Data provided START

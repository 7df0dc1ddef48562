//! API error handling.
//!
//! This module provides error types and response formatting for the API.
//! Every failing handler returns an [`ApiErrorResponse`], which renders as
//! a JSON body of the form `{ "code", "message", "details"? }`.

use axum::{
    Json,
    extract::rejection::JsonRejection,
    http::StatusCode,
    response::{IntoResponse, Response},
};
use serde::Serialize;

use crate::infrastructure::RepositoryError;

// =============================================================================
// API Error
// =============================================================================

/// API error structure for JSON responses.
#[derive(Debug, Clone, Serialize)]
pub struct ApiError {
    /// Error code for programmatic handling.
    pub code: String,
    /// Human-readable error message.
    pub message: String,
    /// Field-level errors, present for validation failures only.
    #[serde(skip_serializing_if = "Option::is_none")]
    pub details: Option<Vec<FieldError>>,
}

impl ApiError {
    /// Creates a new API error.
    #[must_use]
    pub fn new(code: impl Into<String>, message: impl Into<String>) -> Self {
        Self {
            code: code.into(),
            message: message.into(),
            details: None,
        }
    }

    /// Creates a validation error with field-level details.
    #[must_use]
    pub fn validation(message: impl Into<String>, details: Vec<FieldError>) -> Self {
        Self {
            code: "VALIDATION_ERROR".to_string(),
            message: message.into(),
            details: Some(details),
        }
    }
}

/// Field-level error for validation failures.
#[derive(Debug, Clone, PartialEq, Eq, Serialize)]
pub struct FieldError {
    /// Name of the field that failed validation.
    pub field: String,
    /// Error message for this field.
    pub message: String,
}

impl FieldError {
    /// Creates a new field error.
    #[must_use]
    pub fn new(field: impl Into<String>, message: impl Into<String>) -> Self {
        Self {
            field: field.into(),
            message: message.into(),
        }
    }
}

// =============================================================================
// API Error Response
// =============================================================================

/// API error response containing status code and error details.
#[derive(Debug, Clone)]
pub struct ApiErrorResponse {
    /// HTTP status code.
    pub status: StatusCode,
    /// Error details.
    pub error: ApiError,
}

impl ApiErrorResponse {
    /// Creates a new API error response.
    #[must_use]
    pub const fn new(status: StatusCode, error: ApiError) -> Self {
        Self { status, error }
    }

    /// Creates a 400 Bad Request response.
    #[must_use]
    pub fn bad_request(code: impl Into<String>, message: impl Into<String>) -> Self {
        Self::new(StatusCode::BAD_REQUEST, ApiError::new(code, message))
    }

    /// Creates a 400 Bad Request response for a path id that is not an integer.
    #[must_use]
    pub fn invalid_id(message: impl Into<String>) -> Self {
        Self::bad_request("INVALID_ID", message)
    }

    /// Creates a 400 Bad Request response for validation errors.
    #[must_use]
    pub fn validation_error(message: impl Into<String>, details: Vec<FieldError>) -> Self {
        Self::new(
            StatusCode::BAD_REQUEST,
            ApiError::validation(message, details),
        )
    }

    /// Creates a 404 Not Found response.
    #[must_use]
    pub fn not_found(message: impl Into<String>) -> Self {
        Self::new(StatusCode::NOT_FOUND, ApiError::new("NOT_FOUND", message))
    }

    /// Creates a 415 Unsupported Media Type response.
    #[must_use]
    pub fn unsupported_media_type(message: impl Into<String>) -> Self {
        Self::new(
            StatusCode::UNSUPPORTED_MEDIA_TYPE,
            ApiError::new("UNSUPPORTED_MEDIA_TYPE", message),
        )
    }

    /// Creates a 500 Internal Server Error response.
    #[must_use]
    pub fn internal_error(message: impl Into<String>) -> Self {
        Self::new(
            StatusCode::INTERNAL_SERVER_ERROR,
            ApiError::new("INTERNAL_ERROR", message),
        )
    }
}

impl IntoResponse for ApiErrorResponse {
    fn into_response(self) -> Response {
        (self.status, Json(self.error)).into_response()
    }
}

impl From<RepositoryError> for ApiErrorResponse {
    fn from(error: RepositoryError) -> Self {
        match error {
            RepositoryError::NotFound(message) => Self::not_found(message),
            // Details stay in the log, never in the response body.
            RepositoryError::Storage(_) => {
                tracing::error!(%error, "Storage operation failed");
                Self::internal_error("An internal error occurred")
            }
        }
    }
}

impl From<JsonRejection> for ApiErrorResponse {
    fn from(rejection: JsonRejection) -> Self {
        match &rejection {
            JsonRejection::MissingJsonContentType(_) => {
                Self::unsupported_media_type(rejection.body_text())
            }
            JsonRejection::JsonDataError(_) | JsonRejection::JsonSyntaxError(_) => {
                Self::validation_error(
                    VALIDATION_MESSAGE,
                    vec![FieldError::new("body", rejection.body_text())],
                )
            }
            // Buffering failures keep axum's status, e.g. 413 past the body limit.
            _ => Self::new(
                rejection.status(),
                ApiError::new("INVALID_BODY", rejection.body_text()),
            ),
        }
    }
}

// =============================================================================
// Validation Error
// =============================================================================

const VALIDATION_MESSAGE: &str = "Validation error";

/// Validation error type for request validation.
#[derive(Debug, Clone, Default, PartialEq, Eq)]
pub struct ValidationError {
    /// Field-level errors.
    pub errors: Vec<FieldError>,
}

impl ValidationError {
    /// Creates a new validation error.
    #[must_use]
    pub const fn new(errors: Vec<FieldError>) -> Self {
        Self { errors }
    }

    /// Creates a validation error with a single field error.
    #[must_use]
    pub fn single(field: impl Into<String>, message: impl Into<String>) -> Self {
        Self::new(vec![FieldError::new(field, message)])
    }

    /// Records one more field error.
    pub fn push(&mut self, field: impl Into<String>, message: impl Into<String>) {
        self.errors.push(FieldError::new(field, message));
    }

    /// Returns true if there are no validation errors.
    #[must_use]
    pub const fn is_empty(&self) -> bool {
        self.errors.is_empty()
    }

    /// Returns `Ok(value)` when nothing was recorded, `Err(self)` otherwise.
    ///
    /// # Errors
    ///
    /// Returns `self` if at least one field error was recorded.
    pub fn into_result<T>(self, value: T) -> Result<T, Self> {
        if self.is_empty() { Ok(value) } else { Err(self) }
    }
}

impl From<ValidationError> for ApiErrorResponse {
    fn from(error: ValidationError) -> Self {
        Self::validation_error(VALIDATION_MESSAGE, error.errors)
    }
}

// =============================================================================
// Tests
// =============================================================================
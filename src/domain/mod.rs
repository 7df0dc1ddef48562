//! Domain module for context-grouped tasks.
//!
//! This module contains the domain models and the partial-update wrapper.

pub mod context;
pub mod patch;
pub mod task;

pub use context::{
    Context, ContextId, DEFAULT_CONTEXT_COLOR, DEFAULT_CONTEXTS, NewContext, default_contexts,
};
pub use patch::Patch;
pub use task::{NewTask, Task, TaskId, TaskPatch, TaskWithContext};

Data provided END

_Requirement_.
Copy every line of the entries in which "ApiErrorResponse" can be found.

_Exercise response_.
//! Every failing handler returns an [`ApiErrorResponse`], which renders as
pub struct ApiErrorResponse {
impl ApiErrorResponse {
impl IntoResponse for ApiErrorResponse {
impl From<RepositoryError> for ApiErrorResponse {
impl From<JsonRejection> for ApiErrorResponse {
impl From<ValidationError> for ApiErrorResponse {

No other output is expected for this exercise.